Validating the FHIR API Contract as You Use the API and Then Leaving Inline Comments on the OpenAPI

I am working with the OpenAPI for the Fast Healthcare Interoperability Resources (FHIR), getting more familiar with the specification as I get strengthen my awareness of the CMS Interoperability and Patient Access Final Rule. I have the OpenAPI for the FHIR specification published to a public API workspace, and a collection I generated from it to help me document, mock, and apply contract tests for FHRI APIs, helping ensure they are compliant to the healthcare API standard. As soon as I ran my first request against a sandbox FHIR API I was provided with two alerts letting me know the response was out of sync with the actual spec.

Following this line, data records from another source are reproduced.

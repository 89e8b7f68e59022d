//! # calif-config
//!
//! Layered configuration loading for calif using figment.
//!
//! Configuration sources (in priority order, highest wins):
//! 1. Environment variables (`CALIF_*` prefix, `__` as separator)
//! 2. Project-level `./calif.toml`
//! 3. User-level `~/.config/calif/config.toml`
//! 4. Built-in defaults
//!
//! # Environment Variable Mapping
//!
//! Figment maps `CALIF_PATHS__SUBMISSIONS_ROOT` -> `paths.submissions_root`,
//! `CALIF_REVIEW__OPEN_FILES` -> `review.open_files`, etc.
//! The `__` (double underscore) separates nested config sections.
//!
//! # Usage
//!
//! ```no_run
//! use calif_config::CalifConfig;
//!
//! let config = CalifConfig::load_with_dotenv().expect("config");
//!
//! if config.paths.is_configured() {
//!     println!("Submissions: {}", config.paths.submissions_root);
//! }
//! ```

mod error;
mod general;
mod paths;
mod review;

pub use error::ConfigError;
pub use general::GeneralConfig;
pub use paths::PathsConfig;
pub use review::ReviewConfig;

use figment::{
    Figment,
    providers::{Env, Format, Serialized, Toml},
};
use serde::{Deserialize, Serialize};
use std::path::PathBuf;

/// Project-local config file name.
pub const PROJECT_CONFIG_FILE: &str = "calif.toml";

#[derive(Debug, Clone, Default, Deserialize, Serialize)]
pub struct CalifConfig {
    #[serde(default)]
    pub paths: PathsConfig,
    #[serde(default)]
    pub review: ReviewConfig,
    #[serde(default)]
    pub general: GeneralConfig,
}

impl CalifConfig {
    /// Load configuration from all sources (TOML files + environment variables).
    ///
    /// Does NOT call `dotenvy` -- use [`Self::load_with_dotenv`] if you need
    /// `.env` file loading.
    ///
    /// # Errors
    ///
    /// Returns [`ConfigError`] when a source fails to parse or a value is
    /// invalid.
    pub fn load() -> Result<Self, ConfigError> {
        let config: Self = Self::figment().extract()?;
        config.validate()?;
        Ok(config)
    }

    /// Load configuration after reading `.env` from the current directory.
    ///
    /// # Errors
    ///
    /// Same as [`Self::load`].
    pub fn load_with_dotenv() -> Result<Self, ConfigError> {
        let _ = dotenvy::dotenv();
        Self::load()
    }

    /// Build the figment provider chain.
    ///
    /// Public so tests can inspect the figment directly or add providers on
    /// top.
    pub fn figment() -> Figment {
        let mut figment = Figment::from(Serialized::defaults(Self::default()));

        // Layer 1: User-global config
        if let Some(global_path) = Self::global_config_path()
            && global_path.exists()
        {
            figment = figment.merge(Toml::file(global_path));
        }

        // Layer 2: Project-local config
        let local_path = PathBuf::from(PROJECT_CONFIG_FILE);
        if local_path.exists() {
            figment = figment.merge(Toml::file(local_path));
        }

        // Layer 3: Environment variables (highest priority)
        figment.merge(Env::prefixed("CALIF_").split("__"))
    }

    /// Reject values that would silently match nothing.
    ///
    /// # Errors
    ///
    /// Returns [`ConfigError::InvalidValue`] for an empty or dotted audio
    /// extension.
    pub fn validate(&self) -> Result<(), ConfigError> {
        for extension in &self.review.audio_extensions {
            if extension.trim().is_empty() || extension.contains(['.', '/', '\\']) {
                return Err(ConfigError::InvalidValue {
                    field: "review.audio_extensions".to_string(),
                    reason: format!("'{extension}' must be a bare extension such as \"mp3\""),
                });
            }
        }
        Ok(())
    }

    /// Path to the user-global config file.
    fn global_config_path() -> Option<PathBuf> {
        dirs::config_dir().map(|p| p.join("calif").join("config.toml"))
    }
}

These are pretty simple, yet critical structural issues in the way the OpenAPI is defined that doesn’t actually match the API implementation. I am still unsure if it is the OpenAPI that is wrong, or the sandbox API implementation, so I am just going to leave a comment on the individual API method in the OpenAPI, letting me revisit later and resolve each issue once I have the answer.

I am going to play with more of the API before I submit the issue with the FHIR working group, or at least who is in charge of the OpenAPI for the FHIR specification. I am looking to create a suite of validation collections for the API specification that can be run manually, scheduled and run regularly, or triggered as part of a CI/CD pipeline, so I need to make sure the OpenAPI and derivative collections are correct before I publish them, making them available to Postman healthcare customers who are looking to validate their APIs. Ensuring that healthcare APIs are following the FHIR specification down to the detail will be critical to achieve the interoperability the CMS Interoperability and Patient Access Final Rule is looking to accomplish.